__EXERCISE__: Beginning with the line where "a degraded-mode notice." appears, repeat every remaining line of the entries exactly, the last line included.

(Collected data entries)
· · · · · · ·

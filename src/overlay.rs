use crate::constants::{HINT_ID, HINT_TEXT};
use web_sys as web;

#[inline]
pub fn show_hint(document: &web::Document) {
    if let Some(el) = document.get_element_by_id(HINT_ID) {
        _ = el.class_list().remove_1("hidden");
        // fallback for environments without CSS class
        _ = el.set_attribute("style", "");
    }
}

#[inline]
pub fn hide_hint(document: &web::Document) {
    if let Some(el) = document.get_element_by_id(HINT_ID) {
        _ = el.class_list().add_1("hidden");
        _ = el.set_attribute("style", "display:none");
    }
}

/// Reset the bottom hint to its idle text.
pub fn set_ready(document: &web::Document) {
    set_hint_text(document, HINT_TEXT);
}

/// Replace the hint text, e.g. with a degraded-mode notice.
pub fn set_hint_text(document: &web::Document, text: &str) {
    if let Some(el) = document.get_element_by_id(HINT_ID) {
        el.set_text_content(Some(text));
    }
    show_hint(document);
}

· · · · · · ·

__WRITTEN ANSWER__:
/// Replace the hint text, e.g. with a degraded-mode notice.
pub fn set_hint_text(document: &web::Document, text: &str) {
    if let Some(el) = document.get_element_by_id(HINT_ID) {
        el.set_text_content(Some(text));
    }
    show_hint(document);
}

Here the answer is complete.